*Dataset entries*
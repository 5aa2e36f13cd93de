//! Lot design grids and their text format.
//!
//! A design file has one row of the lot per line, spots separated by commas:
//!
//! ```text
//! R, R, N, L
//! S, E, N, L
//! ```
//!
//! Blank lines are skipped. Labels are `S`, `R`, `L`, `E` and `N`.

use crate::error::LotError;
use crate::vehicle::CarType;
use std::fmt;
use std::str::FromStr;

const SEPARATOR: char = ',';

/// An immutable rectangular grid of spot designs, stored row-major.
#[derive(Debug, Clone, PartialEq, Eq)]
pub struct LotDesign {
    rows: usize,
    cols: usize,
    cells: Vec<CarType>,
}

impl LotDesign {
    /// Builds a design from explicit rows.
    ///
    /// All rows must share one non-zero width and there must be at least one row.
    pub fn from_rows(rows: Vec<Vec<CarType>>) -> Result<Self, LotError> {
        let num_rows = rows.len();
        let cols = rows.first().map_or(0, Vec::len);
        if num_rows == 0 || cols == 0 {
            return Err(LotError::InvalidDimensions {
                rows: num_rows,
                cols,
            });
        }
        let mut cells = Vec::with_capacity(num_rows * cols);
        for (i, row) in rows.into_iter().enumerate() {
            if row.len() != cols {
                return Err(LotError::RaggedRow {
                    line: i + 1,
                    expected: cols,
                    found: row.len(),
                });
            }
            cells.extend(row);
        }
        Ok(Self {
            rows: num_rows,
            cols,
            cells,
        })
    }

    /// A design where every cell has the same type.
    pub fn uniform(rows: usize, cols: usize, car_type: CarType) -> Result<Self, LotError> {
        if rows == 0 || cols == 0 {
            return Err(LotError::InvalidDimensions { rows, cols });
        }
        Ok(Self {
            rows,
            cols,
            cells: vec![car_type; rows * cols],
        })
    }

    pub fn rows(&self) -> usize {
        self.rows
    }

    pub fn cols(&self) -> usize {
        self.cols
    }

    pub fn get(&self, i: usize, j: usize) -> Option<CarType> {
        if i < self.rows && j < self.cols {
            Some(self.cells[i * self.cols + j])
        } else {
            None
        }
    }

    /// Cells in row-major order.
    pub fn cells(&self) -> &[CarType] {
        &self.cells
    }

    pub(crate) fn into_cells(self) -> Vec<CarType> {
        self.cells
    }
}

impl FromStr for LotDesign {
    type Err = LotError;

    fn from_str(s: &str) -> Result<Self, Self::Err> {
        let mut rows: Vec<Vec<CarType>> = Vec::new();
        let mut width: Option<usize> = None;

        for (idx, raw) in s.lines().enumerate() {
            let line = idx + 1;
            let text = raw.trim();
            if text.is_empty() {
                continue;
            }

            let row = text
                .split(SEPARATOR)
                .map(|label| {
                    CarType::from_label(label).ok_or_else(|| LotError::UnknownLabel {
                        line,
                        label: label.trim().to_string(),
                    })
                })
                .collect::<Result<Vec<_>, _>>()?;

            match width {
                None => width = Some(row.len()),
                Some(expected) if expected != row.len() => {
                    return Err(LotError::RaggedRow {
                        line,
                        expected,
                        found: row.len(),
                    });
                }
                Some(_) => {}
            }
            rows.push(row);
        }

        Self::from_rows(rows)
    }
}

impl fmt::Display for LotDesign {
    fn fmt(&self, f: &mut fmt::Formatter<'_>) -> fmt::Result {
        for row in self.cells.chunks(self.cols) {
            let labels: Vec<String> = row.iter().map(|t| t.label().to_string()).collect();
            writeln!(f, "{}", labels.join(", "))?;
        }
        Ok(())
    }
}

#[cfg(test)]
mod tests {
    use super::*;
    use CarType::*;

    #[test]
    fn test_parse_simple_design() {
        let design: LotDesign = "R, N\nS, L\n".parse().unwrap();
        assert_eq!(design.rows(), 2);
        assert_eq!(design.cols(), 2);
        assert_eq!(design.cells(), &[Regular, Na, Small, Large]);
        assert_eq!(design.get(1, 1), Some(Large));
        assert_eq!(design.get(2, 0), None);
        assert_eq!(design.get(0, 2), None);
    }

    #[test]
    fn test_parse_skips_blank_lines_and_spacing() {
        let design: LotDesign = "\n  r,e ,  l \n\n\ts,S,N\n\n".parse().unwrap();
        assert_eq!(design.rows(), 2);
        assert_eq!(design.cells(), &[Regular, Electric, Large, Small, Small, Na]);
    }

    #[test]
    fn test_parse_unknown_label() {
        let err = "R, R\nR, X\n".parse::<LotDesign>().unwrap_err();
        assert_eq!(
            err,
            LotError::UnknownLabel {
                line: 2,
                label: "X".to_string()
            }
        );
    }

    #[test]
    fn test_parse_trailing_separator_is_an_error() {
        let err = "R, R,\n".parse::<LotDesign>().unwrap_err();
        assert!(matches!(err, LotError::UnknownLabel { line: 1, .. }));
    }

    #[test]
    fn test_parse_ragged_rows() {
        let err = "R, R, R\n\nR, R\n".parse::<LotDesign>().unwrap_err();
        assert_eq!(
            err,
            LotError::RaggedRow {
                line: 3,
                expected: 3,
                found: 2
            }
        );
    }

    #[test]
    fn test_parse_empty_input() {
        assert_eq!(
            "\n\n".parse::<LotDesign>(),
            Err(LotError::InvalidDimensions { rows: 0, cols: 0 })
        );
    }

    #[test]
    fn test_from_rows_validation() {
        assert!(LotDesign::from_rows(vec![]).is_err());
        assert!(LotDesign::from_rows(vec![vec![]]).is_err());
        assert!(matches!(
            LotDesign::from_rows(vec![vec![Small], vec![Small, Large]]),
            Err(LotError::RaggedRow { line: 2, .. })
        ));
    }

    #[test]
    fn test_uniform() {
        let design = LotDesign::uniform(2, 3, Electric).unwrap();
        assert_eq!(design.cells().len(), 6);
        assert!(LotDesign::uniform(0, 3, Electric).is_err());
    }

    #[test]
    fn test_display_round_trips() {
        let text = "R, N, E\nS, L, L\n";
        let design: LotDesign = text.parse().unwrap();
        assert_eq!(design.to_string(), text);
        assert_eq!(design.to_string().parse::<LotDesign>().unwrap(), design);
    }
}
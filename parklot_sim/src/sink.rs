//! Event sinks that report through `tracing`.

use parklot_core::{EventSink, LotEvent};
use tracing::{debug, info};

/// Logs admissions and exits at INFO, arrivals and departures at DEBUG.
#[derive(Debug, Clone, Copy, Default)]
pub struct TracingSink;

impl EventSink for TracingSink {
    fn on_event(&mut self, event: &LotEvent) {
        match event {
            LotEvent::Entered { .. } | LotEvent::Exited { .. } => info!("{}", event),
            LotEvent::Arrived { .. } | LotEvent::Departed { .. } => debug!("{}", event),
        }
    }
}
use axum::http::StatusCode;
use axum::response::{IntoResponse, Response};
use common_store::StoreError;
use serde::{Deserialize, Serialize};
use thiserror::Error;

#[derive(Debug, PartialEq, Eq, Deserialize, Serialize)]
pub struct DependencyReport {
    pub database: String,
}

#[derive(Debug, PartialEq, Eq, Deserialize, Serialize)]
pub struct HealthResponse {
    pub status: String,
    pub dependencies: DependencyReport,
}

impl HealthResponse {
    /// Dependency statuses are reported as healthy without probing; a broken
    /// pool surfaces as 503s on the query endpoints themselves.
    pub fn healthy() -> HealthResponse {
        HealthResponse {
            status: "healthy".to_string(),
            dependencies: DependencyReport {
                database: "healthy".to_string(),
            },
        }
    }
}

#[derive(Error, Debug)]
pub enum QueryError {
    #[error("from and to are required RFC 3339 timestamps")]
    MissingTimeRange,
    #[error("{0} is not a valid RFC 3339 timestamp")]
    InvalidTimestamp(String),
    #[error("{0} is not a known event type")]
    InvalidEventType(String),

    #[error("stats storage unavailable")]
    StoreUnavailable,
}

impl IntoResponse for QueryError {
    fn into_response(self) -> Response {
        match self {
            QueryError::MissingTimeRange
            | QueryError::InvalidTimestamp(_)
            | QueryError::InvalidEventType(_) => (StatusCode::BAD_REQUEST, self.to_string()),

            QueryError::StoreUnavailable => (StatusCode::SERVICE_UNAVAILABLE, self.to_string()),
        }
        .into_response()
    }
}

impl From<StoreError> for QueryError {
    fn from(_: StoreError) -> Self {
        QueryError::StoreUnavailable
    }
}
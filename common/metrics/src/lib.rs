use std::time::Instant;

use axum::{
    body::Body, extract::MatchedPath, http::Request, middleware::Next, response::IntoResponse,
    routing::get, Router,
};
use metrics_exporter_prometheus::{PrometheusBuilder, PrometheusHandle};

/// Bind a `TcpListener` on the provided bind address to serve a `Router` on it.
/// This function is intended to take a Router as returned by `setup_metrics_routes`,
/// potentially with more routes added by the caller.
pub async fn serve(router: Router, bind: &str) -> Result<(), std::io::Error> {
    let listener = tokio::net::TcpListener::bind(bind).await?;

    axum::serve(listener, router).await?;

    Ok(())
}

/// Add the prometheus endpoint and metrics middleware to a router.
pub fn setup_metrics_routes(router: Router) -> Router {
    let recorder_handle = setup_metrics_recorder();

    router
        .route(
            "/metrics",
            get(move || std::future::ready(recorder_handle.render())),
        )
        .layer(axum::middleware::from_fn(track_metrics))
}

pub fn setup_metrics_recorder() -> PrometheusHandle {
    const EXPONENTIAL_SECONDS: &[f64] = &[
        0.005, 0.01, 0.025, 0.05, 0.1, 0.25, 0.5, 1.0, 2.5, 5.0, 10.0,
    ];

    PrometheusBuilder::new()
        .set_buckets(EXPONENTIAL_SECONDS)
        .unwrap()
        .install_recorder()
        .unwrap()
}

/// Middleware to record some common HTTP metrics
/// Someday tower-http might provide a metrics middleware: https://github.com/tower-rs/tower-http/issues/57
pub async fn track_metrics(req: Request<Body>, next: Next) -> impl IntoResponse {
    let start = Instant::now();

    let path = if let Some(matched_path) = req.extensions().get::<MatchedPath>() {
        matched_path.as_str().to_owned()
    } else {
        req.uri().path().to_owned()
    };

    let method = req.method().clone();

    // Run the rest of the request handling first, so we can measure it and get response
    // codes.
    let response = next.run(req).await;

    let latency = start.elapsed().as_secs_f64();
    let status = response.status().as_u16().to_string();

    let labels = [
        ("method", method.to_string()),
        ("path", path),
        ("status", status),
    ];

    metrics::counter!("http_requests_total", &labels).increment(1);
    metrics::histogram!("http_requests_duration_seconds", &labels).record(latency);

    response
}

*WHAT IS EXPECTED*
Provide the number of lines above that include the string "HealthResponse", with no other words.

*THE ANSWER*
4